▶ ACTION ITEM
Go through the records below and show every line with the string "cased".

▶ EXCERPTED RECORDS
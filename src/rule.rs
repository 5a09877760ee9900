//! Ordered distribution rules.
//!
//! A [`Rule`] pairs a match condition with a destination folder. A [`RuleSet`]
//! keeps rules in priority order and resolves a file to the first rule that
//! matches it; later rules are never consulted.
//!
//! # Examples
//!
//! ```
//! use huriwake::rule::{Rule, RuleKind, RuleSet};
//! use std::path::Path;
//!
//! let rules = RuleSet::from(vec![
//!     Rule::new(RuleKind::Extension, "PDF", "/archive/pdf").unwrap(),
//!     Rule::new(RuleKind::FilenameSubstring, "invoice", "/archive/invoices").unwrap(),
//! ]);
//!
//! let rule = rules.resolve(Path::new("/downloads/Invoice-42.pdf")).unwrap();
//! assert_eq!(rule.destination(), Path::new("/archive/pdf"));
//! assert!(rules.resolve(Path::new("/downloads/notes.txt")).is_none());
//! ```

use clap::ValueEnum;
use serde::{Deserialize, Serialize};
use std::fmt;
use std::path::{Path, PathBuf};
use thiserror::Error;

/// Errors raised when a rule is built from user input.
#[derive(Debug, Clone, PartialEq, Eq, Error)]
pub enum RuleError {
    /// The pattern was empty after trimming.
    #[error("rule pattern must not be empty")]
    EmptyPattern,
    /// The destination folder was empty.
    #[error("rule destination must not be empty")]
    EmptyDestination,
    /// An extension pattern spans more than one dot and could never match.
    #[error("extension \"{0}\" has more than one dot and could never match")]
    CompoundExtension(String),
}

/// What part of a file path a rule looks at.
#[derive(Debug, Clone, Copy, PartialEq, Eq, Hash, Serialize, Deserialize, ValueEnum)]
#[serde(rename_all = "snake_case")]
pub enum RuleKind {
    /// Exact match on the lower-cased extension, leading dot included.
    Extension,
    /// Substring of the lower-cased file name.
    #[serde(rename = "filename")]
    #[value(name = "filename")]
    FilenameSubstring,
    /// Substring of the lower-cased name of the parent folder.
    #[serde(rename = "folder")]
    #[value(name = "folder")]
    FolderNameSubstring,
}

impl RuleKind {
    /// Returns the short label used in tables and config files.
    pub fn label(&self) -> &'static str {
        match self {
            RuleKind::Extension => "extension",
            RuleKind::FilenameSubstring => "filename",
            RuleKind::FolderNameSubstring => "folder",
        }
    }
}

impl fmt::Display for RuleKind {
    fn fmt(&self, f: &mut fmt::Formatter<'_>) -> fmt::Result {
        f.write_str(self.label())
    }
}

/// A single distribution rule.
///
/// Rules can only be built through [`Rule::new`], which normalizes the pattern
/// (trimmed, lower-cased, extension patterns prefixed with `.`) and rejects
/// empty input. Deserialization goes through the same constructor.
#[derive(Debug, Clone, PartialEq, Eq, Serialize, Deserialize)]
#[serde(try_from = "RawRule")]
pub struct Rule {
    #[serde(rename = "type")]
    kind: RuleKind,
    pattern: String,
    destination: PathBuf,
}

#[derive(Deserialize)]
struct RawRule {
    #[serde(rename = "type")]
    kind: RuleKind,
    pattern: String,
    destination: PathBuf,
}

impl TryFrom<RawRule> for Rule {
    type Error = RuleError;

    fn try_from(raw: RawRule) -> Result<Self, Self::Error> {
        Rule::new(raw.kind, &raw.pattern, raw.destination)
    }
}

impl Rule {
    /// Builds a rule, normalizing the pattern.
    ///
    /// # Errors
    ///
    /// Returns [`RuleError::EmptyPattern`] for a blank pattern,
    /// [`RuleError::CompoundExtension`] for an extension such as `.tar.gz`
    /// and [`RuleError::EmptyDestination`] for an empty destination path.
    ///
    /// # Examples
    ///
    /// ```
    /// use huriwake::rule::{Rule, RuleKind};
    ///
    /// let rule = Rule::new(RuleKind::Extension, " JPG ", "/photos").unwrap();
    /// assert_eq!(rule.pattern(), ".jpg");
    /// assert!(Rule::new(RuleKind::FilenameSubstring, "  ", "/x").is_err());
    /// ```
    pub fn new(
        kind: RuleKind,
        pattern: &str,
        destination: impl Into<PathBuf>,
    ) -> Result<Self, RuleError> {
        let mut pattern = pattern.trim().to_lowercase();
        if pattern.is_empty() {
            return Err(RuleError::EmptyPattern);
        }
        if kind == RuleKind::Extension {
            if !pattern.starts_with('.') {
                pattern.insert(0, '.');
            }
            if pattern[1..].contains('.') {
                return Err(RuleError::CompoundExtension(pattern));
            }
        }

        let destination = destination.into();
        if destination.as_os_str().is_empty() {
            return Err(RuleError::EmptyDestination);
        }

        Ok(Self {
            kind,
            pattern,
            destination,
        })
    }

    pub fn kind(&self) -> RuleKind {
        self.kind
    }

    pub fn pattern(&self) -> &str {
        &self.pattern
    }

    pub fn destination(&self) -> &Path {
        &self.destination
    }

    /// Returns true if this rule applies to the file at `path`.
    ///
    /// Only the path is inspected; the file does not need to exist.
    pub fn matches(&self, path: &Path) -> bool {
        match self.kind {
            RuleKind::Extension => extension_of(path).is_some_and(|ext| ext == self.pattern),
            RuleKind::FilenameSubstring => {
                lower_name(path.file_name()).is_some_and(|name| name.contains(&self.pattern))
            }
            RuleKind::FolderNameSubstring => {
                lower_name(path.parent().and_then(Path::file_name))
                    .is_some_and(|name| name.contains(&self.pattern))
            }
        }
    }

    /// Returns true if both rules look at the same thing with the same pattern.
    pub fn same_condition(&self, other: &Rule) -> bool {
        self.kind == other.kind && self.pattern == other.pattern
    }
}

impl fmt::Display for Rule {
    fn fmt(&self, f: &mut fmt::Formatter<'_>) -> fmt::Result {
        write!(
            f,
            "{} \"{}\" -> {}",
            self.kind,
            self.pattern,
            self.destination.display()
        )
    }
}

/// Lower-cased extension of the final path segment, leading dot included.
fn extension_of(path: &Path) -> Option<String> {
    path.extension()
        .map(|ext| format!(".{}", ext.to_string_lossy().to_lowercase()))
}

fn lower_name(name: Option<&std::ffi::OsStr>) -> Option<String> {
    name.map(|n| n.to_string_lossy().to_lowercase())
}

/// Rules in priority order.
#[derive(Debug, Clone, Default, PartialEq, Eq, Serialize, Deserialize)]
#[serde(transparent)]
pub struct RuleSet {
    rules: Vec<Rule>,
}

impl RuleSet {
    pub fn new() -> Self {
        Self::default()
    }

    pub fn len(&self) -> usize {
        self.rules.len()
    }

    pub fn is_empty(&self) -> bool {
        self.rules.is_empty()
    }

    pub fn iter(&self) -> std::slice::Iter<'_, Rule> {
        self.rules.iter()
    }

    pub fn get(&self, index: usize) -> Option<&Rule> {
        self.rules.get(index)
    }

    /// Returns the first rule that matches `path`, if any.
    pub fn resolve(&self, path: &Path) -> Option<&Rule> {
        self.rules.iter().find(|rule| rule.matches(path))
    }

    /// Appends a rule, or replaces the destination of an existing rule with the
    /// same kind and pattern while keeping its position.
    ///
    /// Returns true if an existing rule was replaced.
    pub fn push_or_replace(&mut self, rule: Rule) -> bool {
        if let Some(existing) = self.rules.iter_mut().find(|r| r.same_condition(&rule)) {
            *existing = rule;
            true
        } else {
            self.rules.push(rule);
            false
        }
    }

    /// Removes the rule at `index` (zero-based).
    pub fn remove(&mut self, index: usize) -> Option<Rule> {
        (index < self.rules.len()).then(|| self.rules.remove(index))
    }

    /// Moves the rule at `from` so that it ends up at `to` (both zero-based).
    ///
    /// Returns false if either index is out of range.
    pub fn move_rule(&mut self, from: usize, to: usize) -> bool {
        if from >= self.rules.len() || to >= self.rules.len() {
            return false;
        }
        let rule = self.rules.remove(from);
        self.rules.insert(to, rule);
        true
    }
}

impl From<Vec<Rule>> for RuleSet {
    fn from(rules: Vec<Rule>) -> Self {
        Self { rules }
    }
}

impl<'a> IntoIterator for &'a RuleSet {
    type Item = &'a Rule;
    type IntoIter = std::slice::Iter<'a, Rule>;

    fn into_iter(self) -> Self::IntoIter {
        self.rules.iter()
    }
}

▶ OUTPUT OF THE TASK
    /// Exact match on the lower-cased extension, leading dot included.
    /// Substring of the lower-cased file name.
    /// Substring of the lower-cased name of the parent folder.
/// (trimmed, lower-cased, extension patterns prefixed with `.`) and rejects
/// Lower-cased extension of the final path segment, leading dot included.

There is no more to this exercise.